From Rome to Constantinople


From Rome to Constantinople

Author: Hagit Amirav

language: en

Publisher: Peeters Publishers

Release Date: 2007


DOWNLOAD





Collection of articles arranged in 5 subsections: Historiography and rhetoric, Christianity in its social context, art and representation, Byzantium and the workings of the empire, and late antiquity in retrospect.

Early Christian Authors on Samaritans and Samaritanism


Early Christian Authors on Samaritans and Samaritanism

Author: Reinhard Pummer

language: en

Publisher: Mohr Siebeck

Release Date: 2002


DOWNLOAD





Samaritanism is an outgrowth of Early Judaism that has survived until today. Its origin as a separate religious entity can be traced back to the 2nd/1st centuries B.C.E. Samaritans were found not only in their core-area in and around Shechem-Neapolis (modern Nablus) and on neighboring Mount Gerizim, but also in other parts of Palestine as well as in various other Mediterranean countries.
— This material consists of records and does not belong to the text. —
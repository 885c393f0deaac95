use super::ShapeInfo;
use crate::errors::{FxError, FxResult};

/// Tensor-Along-Dimension descriptor: the maximal sub-tensors spanning a
/// chosen axis subset of a base array, each addressed by a start offset into
/// the base buffer. Dimensional reductions and axis broadcasts fold over one
/// TAD at a time.
#[derive(Debug, Clone)]
pub struct Tad {
    tad_shape: ShapeInfo,
    offsets: Vec<usize>,
}

impl Tad {
    /// Builds the descriptor for `base` along `axes`. Axes are treated as a
    /// set and enumerated ascending; every axis must be within the base rank.
    pub fn build(base: &ShapeInfo, axes: &[usize]) -> FxResult<Self> {
        let rank = base.rank();
        let mut dims = axes.to_vec();
        dims.sort_unstable();
        dims.dedup();
        if dims.is_empty() || dims.iter().any(|&d| d >= rank) {
            return Err(FxError::InvalidShape(dims));
        }

        let tad_shape = ShapeInfo::strided(
            dims.iter().map(|&d| base.shape()[d]).collect(),
            dims.iter().map(|&d| base.strides()[d]).collect(),
            base.order(),
        )?;

        let keep: Vec<usize> = (0..rank).filter(|d| !dims.contains(d)).collect();
        let offsets = if keep.is_empty() {
            vec![0]
        } else {
            let outer = ShapeInfo::strided(
                keep.iter().map(|&d| base.shape()[d]).collect(),
                keep.iter().map(|&d| base.strides()[d]).collect(),
                base.order(),
            )?;
            let mut offsets = Vec::with_capacity(outer.len());
            outer.for_each_offset(0, |_, off| offsets.push(off));
            offsets
        };

        Ok(Self { tad_shape, offsets })
    }

    /// Shape info shared by every sub-tensor.
    pub fn shape_info(&self) -> &ShapeInfo {
        &self.tad_shape
    }

    /// Start offsets of the sub-tensors, in logical order of the retained axes.
    pub fn offsets(&self) -> &[usize] {
        &self.offsets
    }

    pub fn num_tads(&self) -> usize {
        self.offsets.len()
    }

    pub fn tad_len(&self) -> usize {
        self.tad_shape.len()
    }
}
use super::{Graph, Node};
use crate::array::NdArray;
use crate::config::{CancelToken, ExecutionMode};
use crate::errors::{FxError, FxResult};
use crate::ops::{
    broadcast, index_reduce, normalized_axes, pairwise, reduce, reduce3, scalar, summary_stats,
    transform, BroadcastOp, IndexReduceOp, OpFamily, PairwiseOp, Reduce3Op, ReduceOp, ScalarOp,
    SummaryStatsOp, TransformOp,
};
use crate::types::Element;
use std::sync::Arc;
use tracing::{debug, trace};

/// Walks the onion layer by layer and dispatches every node to its family
/// kernel. Layers form barriers: all writes of layer k are visible before any
/// node of layer k+1 starts. Within a layer nodes are independent by
/// construction and may run in parallel.
///
/// Every kernel writes into a freshly owned array and the result is published
/// behind an `Arc`, so a producer's value survives any number of downstream
/// consumers; consumers only ever borrow shared views.
pub struct GraphExecutor;

impl GraphExecutor {
    pub fn execute<T: Element>(graph: &mut Graph<T>) -> FxResult<()> {
        Self::execute_with(graph, &CancelToken::new())
    }

    /// Executes with a cancellation token, polled at layer boundaries only:
    /// the current layer always runs to completion.
    #[tracing::instrument(skip_all, fields(graph_id = graph.id()))]
    pub fn execute_with<T: Element>(graph: &mut Graph<T>, cancel: &CancelToken) -> FxResult<()> {
        graph.build()?;

        #[cfg(feature = "rayon")]
        let pool = match graph.config().workers {
            Some(workers) => Some(
                rayon::ThreadPoolBuilder::new()
                    .num_threads(workers)
                    .build()
                    .map_err(|e| FxError::Io(std::io::Error::new(std::io::ErrorKind::Other, e)))?,
            ),
            None => None,
        };
        let parallel = graph.config().mode == ExecutionMode::Auto;

        for (depth, members) in graph.onion().iter().enumerate() {
            if cancel.is_cancelled() {
                return Err(FxError::Cancelled);
            }
            trace!(layer = depth, nodes = members.len(), "running layer");

            #[cfg(feature = "rayon")]
            let results: Vec<FxResult<()>> = if parallel && members.len() > 1 {
                use rayon::prelude::*;
                let scatter = || {
                    members
                        .par_iter()
                        .map(|&i| Self::run_node(graph, &graph.nodes()[i]))
                        .collect::<Vec<_>>()
                };
                match &pool {
                    Some(pool) => pool.install(scatter),
                    None => scatter(),
                }
            } else {
                members
                    .iter()
                    .map(|&i| Self::run_node(graph, &graph.nodes()[i]))
                    .collect()
            };

            #[cfg(not(feature = "rayon"))]
            let results: Vec<FxResult<()>> = {
                let _ = parallel;
                members
                    .iter()
                    .map(|&i| Self::run_node(graph, &graph.nodes()[i]))
                    .collect()
            };

            // a failed node aborts the run, but only after its whole layer
            // has finished
            if let Some(err) = results.into_iter().find_map(Result::err) {
                return Err(err);
            }
        }

        Ok(())
    }

    fn run_node<T: Element>(graph: &Graph<T>, node: &Node<T>) -> FxResult<()> {
        if graph.config().verbose {
            debug!(node = node.id().0, family = ?node.family(), op = node.op_num(), "executing node");
        } else {
            trace!(node = node.id().0, family = ?node.family(), op = node.op_num(), "executing node");
        }

        let produced = Self::dispatch(graph, node)?;
        Self::publish(graph, node, produced)
    }

    /// Maps the node onto its family kernel and returns the produced array.
    fn dispatch<T: Element>(graph: &Graph<T>, node: &Node<T>) -> FxResult<NdArray<T>> {
        let unknown = || FxError::UnknownOp {
            family: node.family(),
            op_num: node.op_num(),
        };

        match node.family() {
            OpFamily::Transform => {
                let op = TransformOp::from_num(node.op_num()).ok_or_else(unknown)?;
                let x = Self::input_array(graph, node, 0)?;
                transform::exec(op, &x, node.extra_params())
            }
            OpFamily::Pairwise => {
                let op = PairwiseOp::from_num(node.op_num()).ok_or_else(unknown)?;
                let x = Self::input_array(graph, node, 0)?;
                let y = Self::input_array(graph, node, 1)?;
                pairwise::exec(op, &x, &y, node.extra_params())
            }
            OpFamily::Scalar => {
                let op = ScalarOp::from_num(node.op_num()).ok_or_else(unknown)?;
                let x = Self::input_array(graph, node, 0)?;
                scalar::exec(op, &x, node.scalar(), node.extra_params())
            }
            OpFamily::Broadcast => {
                let op = BroadcastOp::from_num(node.op_num()).ok_or_else(unknown)?;
                let x = Self::input_array(graph, node, 0)?;
                let y = Self::input_array(graph, node, 1)?;
                let axes = normalized_axes(node.axes(), x.rank())?
                    .ok_or_else(|| FxError::InvalidShape(x.shape().to_vec()))?;
                broadcast::exec(op, &x, &y, &axes)
            }
            // a two-input accumulation is a paired reduction
            OpFamily::Accumulation if node.inputs().len() > 1 => Self::dispatch_reduce3(graph, node),
            OpFamily::Accumulation => {
                let op = ReduceOp::from_num(node.op_num()).ok_or_else(unknown)?;
                let x = Self::input_array(graph, node, 0)?;
                match normalized_axes(node.axes(), x.rank())? {
                    None => {
                        let value = reduce::exec_scalar(op, &x, node.extra_params())?;
                        Ok(NdArray::scalar(value))
                    }
                    Some(axes) => reduce::exec(op, &x, &axes, node.extra_params()),
                }
            }
            OpFamily::IndexAccumulation => {
                let op = IndexReduceOp::from_num(node.op_num()).ok_or_else(unknown)?;
                let x = Self::input_array(graph, node, 0)?;
                match normalized_axes(node.axes(), x.rank())? {
                    None => {
                        let winner = index_reduce::exec_scalar(op, &x, node.extra_params())?;
                        Ok(NdArray::scalar(
                            T::from_usize(winner).unwrap_or_else(T::zero),
                        ))
                    }
                    Some(axes) => index_reduce::exec(op, &x, &axes, node.extra_params()),
                }
            }
            OpFamily::SummaryStats => {
                let op = SummaryStatsOp::from_num(node.op_num()).ok_or_else(unknown)?;
                let bias_corrected = node.scalar() != T::zero();
                let x = Self::input_array(graph, node, 0)?;
                match normalized_axes(node.axes(), x.rank())? {
                    None => {
                        let value =
                            summary_stats::exec_scalar(op, bias_corrected, &x, node.extra_params())?;
                        Ok(NdArray::scalar(value))
                    }
                    Some(axes) => {
                        summary_stats::exec(op, bias_corrected, &x, &axes, node.extra_params())
                    }
                }
            }
            OpFamily::Reduce3 => Self::dispatch_reduce3(graph, node),
        }
    }

    fn dispatch_reduce3<T: Element>(graph: &Graph<T>, node: &Node<T>) -> FxResult<NdArray<T>> {
        let op = Reduce3Op::from_num(node.op_num()).ok_or(FxError::UnknownOp {
            family: node.family(),
            op_num: node.op_num(),
        })?;
        let x = Self::input_array(graph, node, 0)?;
        let y = Self::input_array(graph, node, 1)?;
        match normalized_axes(node.axes(), x.rank())? {
            None => {
                let value = reduce3::exec_scalar(op, &x, &y, node.extra_params())?;
                Ok(NdArray::scalar(value))
            }
            Some(axes) => reduce3::exec(op, &x, &y, &axes, node.extra_params()),
        }
    }

    /// Shared view of the node's input at `position`. Missing inputs and
    /// empty slots are lookup failures.
    fn input_array<T: Element>(
        graph: &Graph<T>,
        node: &Node<T>,
        position: usize,
    ) -> FxResult<Arc<NdArray<T>>> {
        let id = *node
            .inputs()
            .get(position)
            .ok_or(FxError::UnknownId(node.id().0))?;
        graph.variable_space().array(id)
    }

    /// Publishes the produced array under the node's id, then mirrors it into
    /// every external slot the node lists. Only negative output ids are
    /// mirrored; positive entries name downstream consumers.
    fn publish<T: Element>(graph: &Graph<T>, node: &Node<T>, produced: NdArray<T>) -> FxResult<()> {
        let space = graph.variable_space();
        let shared = Arc::new(produced);
        space.put_shared(node.id(), shared.clone());

        for &out in node.outputs() {
            if out.is_external() {
                space.mirror(out, &shared)?;
            }
        }
        Ok(())
    }
}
Oppression at the hand of Jews, Christians and Muslims decimated the Samaritan population and obliterated all Samaritan manuscripts written prior to the 10th/11th centuries C.E. For the early period of Samaritanism we must therefore rely on Christian authors.Reinhard Pummer edits Christian Greek and Latin texts about Samaritans and their beliefs and practices, dating from the second century C.E. to the Arab conquests. The passages are quoted in their original language and translated into English. In addition, they are commented on and analyzed in view of their significance for our knowledge of Samaritanism within the wider framework of early Judaism and Christianity.
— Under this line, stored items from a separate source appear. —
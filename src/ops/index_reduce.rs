use crate::array::NdArray;
use crate::errors::FxResult;
use crate::shape::{ShapeInfo, Tad};
use crate::types::{Element, Order};

/// Index reductions: the fold runs over (value, index) pairs and the stored
/// result is the winning index, cast to the array element type. Indices are
/// logical positions within the reduced region, first occurrence wins ties.
#[derive(Debug, Clone, Copy, PartialEq, Eq)]
pub enum IndexReduceOp {
    IndexMax,
    IndexMin,
}

impl IndexReduceOp {
    pub fn from_num(num: i32) -> Option<Self> {
        Some(match num {
            0 => Self::IndexMax,
            1 => Self::IndexMin,
            _ => return None,
        })
    }

    pub fn as_num(self) -> i32 {
        match self {
            Self::IndexMax => 0,
            Self::IndexMin => 1,
        }
    }

    pub const ALL: [IndexReduceOp; 2] = [Self::IndexMax, Self::IndexMin];

    fn beats<T: Element>(self, candidate: T, best: T) -> bool {
        match self {
            Self::IndexMax => candidate > best,
            Self::IndexMin => candidate < best,
        }
    }
}

fn fold_region<T: Element>(
    op: IndexReduceOp,
    buf: &[T],
    region: &ShapeInfo,
    base: usize,
) -> usize {
    let mut best = buf[base];
    let mut winner = 0usize;
    region.for_each_offset(base, |pos, off| {
        if op.beats(buf[off], best) {
            best = buf[off];
            winner = pos;
        }
    });
    winner
}

/// Winning index over the whole array.
pub fn exec_scalar<T: Element>(op: IndexReduceOp, x: &NdArray<T>, _extra: &[T]) -> FxResult<usize> {
    Ok(fold_region(op, x.buf(), x.shape_info(), 0))
}

/// Winning index per TAD, as a `[1, R]` row vector of indices cast to `T`.
pub fn exec<T: Element>(
    op: IndexReduceOp,
    x: &NdArray<T>,
    axes: &[usize],
    _extra: &[T],
) -> FxResult<NdArray<T>> {
    let tad = Tad::build(x.shape_info(), axes)?;
    let mut z = NdArray::new(&[1, tad.num_tads()], Order::RowMajor)?;
    for (j, &base) in tad.offsets().iter().enumerate() {
        let winner = fold_region(op, x.buf(), tad.shape_info(), base);
        z.set_at(j, T::from_usize(winner).unwrap_or_else(T::zero));
    }
    Ok(z)
}

#[cfg(test)]
mod tests {
    use super::*;

    #[test]
    fn scalar_index_max_and_min() {
        let x = NdArray::row_vector(vec![1.0f32, 9.0, -4.0, 9.0]).unwrap();
        assert_eq!(exec_scalar(IndexReduceOp::IndexMax, &x, &[]).unwrap(), 1);
        assert_eq!(exec_scalar(IndexReduceOp::IndexMin, &x, &[]).unwrap(), 2);
    }

    #[test]
    fn per_row_argmax() {
        let x = NdArray::from_vec(
            &[2, 3],
            Order::RowMajor,
            vec![0.0f32, 5.0, 1.0, 7.0, 2.0, 3.0],
        )
        .unwrap();
        let z = exec(IndexReduceOp::IndexMax, &x, &[1], &[]).unwrap();
        assert_eq!(z.shape(), &[1, 2]);
        assert_eq!(z.to_flat_vec(), vec![1.0, 0.0]);
    }

    #[test]
    fn first_occurrence_wins() {
        let x = NdArray::row_vector(vec![3.0f32, 3.0, 3.0]).unwrap();
        assert_eq!(exec_scalar(IndexReduceOp::IndexMax, &x, &[]).unwrap(), 0);
    }
}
John of Scythopolis and the Dionysian Corpus


John of Scythopolis and the Dionysian Corpus

Author: Paul Rorem

language: en

Publisher: Oxford University Press

Release Date: 1998


DOWNLOAD





John, the sixth-century orthodox bishop of Scythopolis in Palestine, was the first of many authors to comment upon the highly influentional Pseudo-Dionysian writings (such as The Mystical Theology). Here translated and interpreted, John's Prologue and Scholia (marginalia) have only recently been separable from later comments. They present his complex theological and philosophical observations on the Dionysian texts. The book begins with the general outlines of the appearance and reception of the Dionysian corpus in the sixth century, followed by an overview of the career and works of John of Scythopolis. Written around AD 540, John's own comments in the Prologue provide the outline for introducing the concerns dominating his Scholia: biblical, classical, and patristic sources; liturgical terminology and context; orthodox and heretical doctrines of the Trinity, Christology, creation, and eschatology; Dionysian authenticity; Neoplatonism and John's unacknowledged quotations from Plotinus. Most of the Scholia and all of the Prologue are translated and annotated in order to present the first of many layers of Dionysian interpretation.